在现代生物学研究中，基因组编辑(Genomic editing，GE)技术是人们了解和改良基因功能的重要技术手段。基因组编辑技术的发展先后经历了锌指核酸酶(Zinc fingernucleases,ZFNs)技术、转录激活因子样效应物核酸酶(Transcription activator likeeffector nucleases，TALENs)技术、和规律成簇间隔短回文重复(clustered regularlyinterspaced short palindromic repeat,CRISPR)/Cas(CRISPR-assoicated)技术。这些人工核酸酶都可以在DNA靶位点产生DNA双链断裂(Double strand breaks，DSBs)，然后利用生物本身拥有的非同源末端连接或同源重组两种不同的修复机制对DSBs进行修复，实现对基因组的定点编辑。

其中，CRISPR/Cas系统是近两年来刚刚兴起但表现为最有应用前景的一项基因组编辑(Genomic editing，GE)技术，它具有操作简便、效率高等特点，已在拟南芥、烟草、水稻、高粱等植物中成功实现靶向诱变(参见：Nucleic Acids Res,2013,41(20):e188；NatBiotech,2013,31(8):688–691；Nat Biotech,2013,31(8):691–693)。其原理是利用靶点特异性的RNA将Cas9核酸酶引导到基因组上的具体靶点，从而对特定基因位点进行切割导致突变。利用CRISPR/Cas技术进行基因编辑有特异性、靶向性、可遗传性等优势。

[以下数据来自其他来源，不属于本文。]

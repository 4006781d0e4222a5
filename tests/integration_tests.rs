use std::sync::Mutex;

use anyhow::Result;
use serde_json::Value;

use lineitem_audit::{
    ingest_order_export, upload_history, AlertState, AuditError, LifecycleStore, LineItem,
    MemoryBackend, NotificationError, Notifier, SqliteBackend,
};

const EXPORT_CSV: &str = "\
Line Item ID,Order ID,Order Name,Primary Advertiser,Line Item Cost Method,Order Owner,Net Line Item Cost,Net Line Item Unit Cost,Line Item Start Date,Line Item End Date,Line Item Quantity,Invoice Review Status
LI-1,O-1,Spring Push,Acme,CPU,jordan,1500,12.5,2024-01-01,2024-03-15,1,Pending
LI-2,O-1,Spring Push,Acme,CPM,jordan,800,4.0,2024-01-01,2024-03-15,120000,Approved
,O-2,Orphan,Globex,CPU,kim,100,1.0,2024-02-01,2024-02-28,1,Pending
";

fn init_tracing() {
    let _ = tracing_subscriber::fmt().with_test_writer().try_init();
}

fn ingest(backend: &mut impl lineitem_audit::StateBackend) -> Vec<LineItem> {
    let report = ingest_order_export(backend, EXPORT_CSV.as_bytes(), "export.csv").unwrap();
    report.items
}

#[test]
fn end_to_end_ingestion_flags_and_warns() -> Result<()> {
    init_tracing();
    let mut backend = MemoryBackend::new();
    let report = ingest_order_export(&mut backend, EXPORT_CSV.as_bytes(), "export.csv")?;

    // row without a Line Item ID is skipped, not fatal
    assert_eq!(report.items.len(), 2);
    assert_eq!(report.warnings.len(), 1);
    assert!(report.warnings[0].reason.contains("Line Item ID"));

    let cpu = &report.items[0];
    assert_eq!(cpu.months_spanned, 3);
    assert!(cpu.has_flag);
    assert_eq!(cpu.net_cost, "$1500");

    let cpm = &report.items[1];
    assert_eq!(cpm.months_spanned, 3);
    assert!(!cpm.has_flag);

    let history = upload_history(&backend)?;
    assert_eq!(history.len(), 1);
    assert_eq!(history[0].item_count, 2);
    assert_eq!(history[0].flagged_count, 1);
    Ok(())
}

#[test]
fn alert_survives_reingestion_until_content_drifts() -> Result<()> {
    let mut backend = MemoryBackend::new();
    let items = ingest(&mut backend);
    let flagged = items.iter().find(|i| i.has_flag).unwrap().clone();

    LifecycleStore::new(&mut backend).record_alert(&flagged, "#finance", "sam")?;

    // identical re-ingest: alerted display, flag suppressed
    let mut fresh = ingest(&mut backend);
    let store = LifecycleStore::new(&mut backend);
    store.apply_lifecycle(&mut fresh)?;
    let same = fresh.iter().find(|i| i.id == flagged.id).unwrap();
    assert!(!same.has_flag);
    assert_eq!(same.alerted_to, "#finance");

    // drifted re-ingest: actionable again
    let drifted_csv = EXPORT_CSV.replace(",1500,", ",1750,");
    let report = ingest_order_export(&mut backend, drifted_csv.as_bytes(), "export.csv")?;
    let mut fresh = report.items;
    let store = LifecycleStore::new(&mut backend);
    store.apply_lifecycle(&mut fresh)?;
    let changed = fresh.iter().find(|i| i.id == flagged.id).unwrap();
    assert!(changed.has_flag);
    assert!(changed.alerted_to.is_empty());
    Ok(())
}

#[test]
fn lifecycle_state_survives_sqlite_reopen() -> Result<()> {
    let dir = tempfile::tempdir()?;
    let path = dir.path().join("audit.sqlite");

    {
        let mut backend = SqliteBackend::new(path.clone())?;
        let items = ingest(&mut backend);
        let flagged = items.iter().find(|i| i.has_flag).unwrap().clone();
        let mut store = LifecycleStore::new(&mut backend);
        store.record_alert(&flagged, "#finance", "sam")?;
        store.mark_as_reviewed("LI-2", "sam", "looks fine")?;
    }

    let mut backend = SqliteBackend::new(path)?;
    let mut fresh = ingest(&mut backend);
    let store = LifecycleStore::new(&mut backend);
    store.apply_lifecycle(&mut fresh)?;

    let alerted = fresh.iter().find(|i| i.id == "LI-1").unwrap();
    assert_eq!(alerted.alerted_to, "#finance");
    assert!(!alerted.has_flag);

    let status = store.item_status(fresh.iter().find(|i| i.id == "LI-2").unwrap())?;
    assert!(status.reviewed);
    assert_eq!(status.state, AlertState::Unflagged);
    Ok(())
}

#[derive(Default)]
struct RecordingNotifier {
    sent: Mutex<Vec<(String, Value)>>,
}

impl Notifier for RecordingNotifier {
    fn notify(&self, target: &str, payload: &Value) -> std::result::Result<(), NotificationError> {
        self.sent
            .lock()
            .unwrap()
            .push((target.to_string(), payload.clone()));
        Ok(())
    }
}

#[test]
fn alert_notification_carries_item_identity() -> Result<()> {
    let mut backend = MemoryBackend::new();
    let items = ingest(&mut backend);
    let flagged = items.iter().find(|i| i.has_flag).unwrap().clone();

    let notifier = RecordingNotifier::default();
    let outcome = LifecycleStore::new(&mut backend).record_alert_with_notification(
        &flagged,
        "#finance",
        "sam",
        &notifier,
    )?;
    assert!(outcome.dispatch_error.is_none());

    let sent = notifier.sent.lock().unwrap();
    assert_eq!(sent.len(), 1);
    assert_eq!(sent[0].0, "#finance");
    assert_eq!(sent[0].1["lineItemId"], "LI-1");
    assert_eq!(sent[0].1["client"], "Acme");
    Ok(())
}

#[test]
fn empty_export_is_fatal_and_writes_nothing() {
    let mut backend = MemoryBackend::new();
    let err = ingest_order_export(&mut backend, b"Line Item ID\n", "empty.csv").unwrap_err();
    assert!(matches!(err, AuditError::Parse { .. }));
    assert!(upload_history(&backend).unwrap().is_empty());
}
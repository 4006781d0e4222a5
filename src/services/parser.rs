use std::io::Cursor;
use std::path::Path;

use calamine::{open_workbook_auto_from_rs, Data, Reader};

use crate::error::{AuditError, Result};
use crate::services::normalizer::columns;
use crate::utils::format_number;

#[derive(Debug, Clone, Copy, PartialEq, Eq)]
pub enum SourceFormat {
    Csv,
    Spreadsheet,
}

impl SourceFormat {
    pub fn from_file_name(name: &str) -> Result<Self> {
        let ext = Path::new(name)
            .extension()
            .and_then(|ext| ext.to_str())
            .map(|ext| ext.to_ascii_lowercase());

        match ext.as_deref() {
            Some("csv") => Ok(SourceFormat::Csv),
            Some("xlsx") | Some("xls") => Ok(SourceFormat::Spreadsheet),
            other => Err(AuditError::UnsupportedFileType(
                other.unwrap_or("").to_string(),
            )),
        }
    }
}

#[derive(Debug, Clone, PartialEq)]
pub enum Cell {
    Text(String),
    Number(f64),
    Empty,
}

impl Cell {
    pub fn is_empty(&self) -> bool {
        match self {
            Cell::Empty => true,
            Cell::Text(s) => s.trim().is_empty(),
            Cell::Number(_) => false,
        }
    }

    pub fn to_text(&self) -> String {
        match self {
            Cell::Text(s) => s.trim().to_string(),
            Cell::Number(n) => format_number(*n),
            Cell::Empty => String::new(),
        }
    }
}

/// One parsed source file: a header row plus ordered data rows. Rows may be
/// shorter than the header when the source was ragged; lookups treat missing
/// cells as empty.
#[derive(Debug, Clone)]
pub struct RawTable {
    pub headers: Vec<String>,
    pub rows: Vec<Vec<Cell>>,
}

pub fn parse_table(bytes: &[u8], format: SourceFormat) -> Result<RawTable> {
    let table = match format {
        SourceFormat::Csv => parse_csv(bytes)?,
        SourceFormat::Spreadsheet => parse_spreadsheet(bytes)?,
    };

    if table.rows.is_empty() {
        return Err(AuditError::Parse {
            reason: "source file contains no data rows".to_string(),
        });
    }

    let has_id_header = table
        .headers
        .iter()
        .any(|h| columns::LINE_ITEM_ID.contains(&h.as_str()));
    if !has_id_header {
        return Err(AuditError::Parse {
            reason: format!(
                "required header {:?} not found among {:?}",
                columns::LINE_ITEM_ID[0],
                table.headers
            ),
        });
    }

    Ok(table)
}

fn parse_csv(bytes: &[u8]) -> Result<RawTable> {
    let mut reader = csv::ReaderBuilder::new()
        .flexible(true)
        .from_reader(bytes);

    let headers = reader
        .headers()
        .map_err(|e| AuditError::Parse {
            reason: format!("CSV header: {e}"),
        })?
        .iter()
        .map(|h| h.trim().to_string())
        .collect::<Vec<_>>();

    let mut rows = Vec::new();
    for record in reader.records() {
        let record = record.map_err(|e| AuditError::Parse {
            reason: format!("CSV row: {e}"),
        })?;
        let cells = record
            .iter()
            .map(|field| {
                let trimmed = field.trim();
                if trimmed.is_empty() {
                    Cell::Empty
                } else {
                    Cell::Text(trimmed.to_string())
                }
            })
            .collect::<Vec<_>>();

        if cells.iter().all(Cell::is_empty) {
            continue;
        }
        rows.push(cells);
    }

    Ok(RawTable { headers, rows })
}

fn parse_spreadsheet(bytes: &[u8]) -> Result<RawTable> {
    let cursor = Cursor::new(bytes.to_vec());
    let mut workbook = open_workbook_auto_from_rs(cursor).map_err(|e| AuditError::Parse {
        reason: format!("Spreadsheet: {e}"),
    })?;

    let range = workbook
        .worksheet_range_at(0)
        .ok_or_else(|| AuditError::Parse {
            reason: "spreadsheet contains no sheets".to_string(),
        })?
        .map_err(|e| AuditError::Parse {
            reason: format!("Spreadsheet sheet: {e}"),
        })?;

    let mut row_iter = range.rows();
    let headers = match row_iter.next() {
        Some(header_row) => header_row
            .iter()
            .map(|d| cell_from_data(d).to_text())
            .collect::<Vec<_>>(),
        None => Vec::new(),
    };

    let mut rows = Vec::new();
    for data_row in row_iter {
        let cells = data_row.iter().map(cell_from_data).collect::<Vec<_>>();
        if cells.iter().all(Cell::is_empty) {
            continue;
        }
        rows.push(cells);
    }

    Ok(RawTable { headers, rows })
}

fn cell_from_data(data: &Data) -> Cell {
    match data {
        Data::Empty | Data::Error(_) => Cell::Empty,
        Data::String(s) => {
            if s.trim().is_empty() {
                Cell::Empty
            } else {
                Cell::Text(s.clone())
            }
        }
        Data::Float(f) => Cell::Number(*f),
        Data::Int(i) => Cell::Number(*i as f64),
        Data::Bool(b) => Cell::Text(b.to_string()),
        // Excel serial dates land as ISO date strings so the normalizer
        // treats both sources identically.
        Data::DateTime(dt) => match dt.as_datetime() {
            Some(naive) => Cell::Text(naive.format("%Y-%m-%d").to_string()),
            None => Cell::Empty,
        },
        Data::DateTimeIso(s) | Data::DurationIso(s) => Cell::Text(s.clone()),
    }
}
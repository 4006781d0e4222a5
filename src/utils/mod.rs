use chrono::Utc;

pub fn now_rfc3339() -> String {
    Utc::now().to_rfc3339()
}

/// Renders a cell number the way the source export would have written it:
/// integral values without a trailing ".0", everything else via Display.
pub fn format_number(value: f64) -> String {
    if value.fract() == 0.0 && value.abs() < 1e15 {
        format!("{}", value as i64)
    } else {
        value.to_string()
    }
}

/// Currency fields carry the raw source value behind a dollar sign, with
/// no locale formatting or rounding. Absent values render as "$0.00".
pub fn currency_text(raw: &str) -> String {
    let trimmed = raw.trim();
    if trimmed.is_empty() {
        "$0.00".to_string()
    } else {
        format!("${}", trimmed)
    }
}

pub fn parse_quantity(raw: &str) -> f64 {
    raw.trim().replace(',', "").parse::<f64>().unwrap_or(0.0)
}
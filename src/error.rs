use thiserror::Error;

#[derive(Error, Debug)]
pub enum AuditError {
    /// Malformed or empty source file. Fatal, aborts the ingestion run.
    #[error("Parse error: {reason}")]
    Parse { reason: String },

    #[error("Unsupported file type: {0:?}")]
    UnsupportedFileType(String),

    /// Every row was skipped during normalization.
    #[error("No valid line items found in source file")]
    NoValidLineItems,

    /// Outbound dispatch failed. Non-fatal: the lifecycle mutation that
    /// triggered it has already been persisted.
    #[error("Notification dispatch failed: {0}")]
    NotificationDispatch(String),

    #[error("Storage error: {0}")]
    Storage(#[from] rusqlite::Error),

    #[error("Serialization error: {0}")]
    Serialization(#[from] serde_json::Error),

    #[error("IO error: {0}")]
    Io(#[from] std::io::Error),
}

pub type Result<T> = std::result::Result<T, AuditError>;
//! Core library for auditing advertising billing line-item exports.
//!
//! The pipeline parses a CSV or spreadsheet export, normalizes
//! heterogeneous column layouts onto a canonical [`LineItem`], derives the
//! inclusive months-spanned value, and flags items whose cost method and
//! time span point at a billing anomaly. Flagged items feed the
//! alert/review lifecycle, which persists its records through a pluggable
//! [`StateBackend`] and re-surfaces alerted items whose content drifted
//! since the alert (detected via a versioned content hash).
//!
//! No presentation layer or notification dispatcher lives here; callers
//! render the returned state and implement [`Notifier`] for outbound
//! side effects.

pub mod db;
pub mod error;
pub mod models;
pub mod services;
pub mod utils;

pub use db::{MemoryBackend, SqliteBackend, StateBackend};
pub use error::{AuditError, Result};
pub use models::*;
pub use services::flagging::{is_flagged, quantity_gap};
pub use services::ingest::{
    cpu_upload_history, ingest_cpu_validation_export, ingest_order_export, upload_history,
    HISTORY_CAP,
};
pub use services::lifecycle::{content_hash, AlertOutcome, LifecycleStore, CONTENT_HASH_VERSION};
pub use services::normalizer::{normalize_rows, Normalized};
pub use services::notify::{NotificationError, Notifier, NullNotifier};
pub use services::parser::{parse_table, Cell, RawTable, SourceFormat};
pub use services::temporal::{months_spanned, normalize_date, parse_flexible_date};
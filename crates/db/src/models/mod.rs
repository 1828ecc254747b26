//! Row models and DTOs.
//!
//! Each submodule contains:
//! - A `FromRow` entity struct matching the database row
//! - A `Serialize` response shape (camelCase, the mobile client's contract)
//! - `Deserialize` create / update DTOs

pub mod comment;
pub mod note;
pub mod post;
pub mod user;
//! Route definitions for the `/auth` resource.

use axum::routing::{get, post};
use axum::Router;

use crate::handlers::auth;
use crate::state::AppState;

/// Routes mounted at `/auth`.
///
/// ```text
/// POST /register -> register
/// POST /login    -> login
/// GET  /refresh  -> refresh (Authorization header)
/// ```
pub fn router() -> Router<AppState> {
    Router::new()
        .route("/register", post(auth::register))
        .route("/login", post(auth::login))
        .route("/refresh", get(auth::refresh))
}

因为植物和动物的细胞构造不同，植物有细胞壁，不能通过显微注射的方法获得基因编辑植株，需要农杆菌介导。以水稻为例，由CRISPR/Cas技术获得基因编辑的植株步骤是：设计两条单链oligo序列，退火形成双链DNA；将双链DNA连接到载体中，转化农杆菌；农杆菌侵染水稻愈伤组织；愈伤组织分化长成待测植株。

CRISPR技术可以在目标区段内引起不同类型的基因突变，多数为1bp插入和小片段缺失以及一个或多个碱基SNP(参见PNAS,2014,111(12):4632-4637)。在利用CRISPR/Cas技术编辑产生的水稻突变群体中，有不同比例的单株出现不同状态的突变，如：嵌合体、杂合型、双等位基因突变、纯合型，不同类型突变植株的情况不同，因此需要采用特定的方法对单株进行鉴别。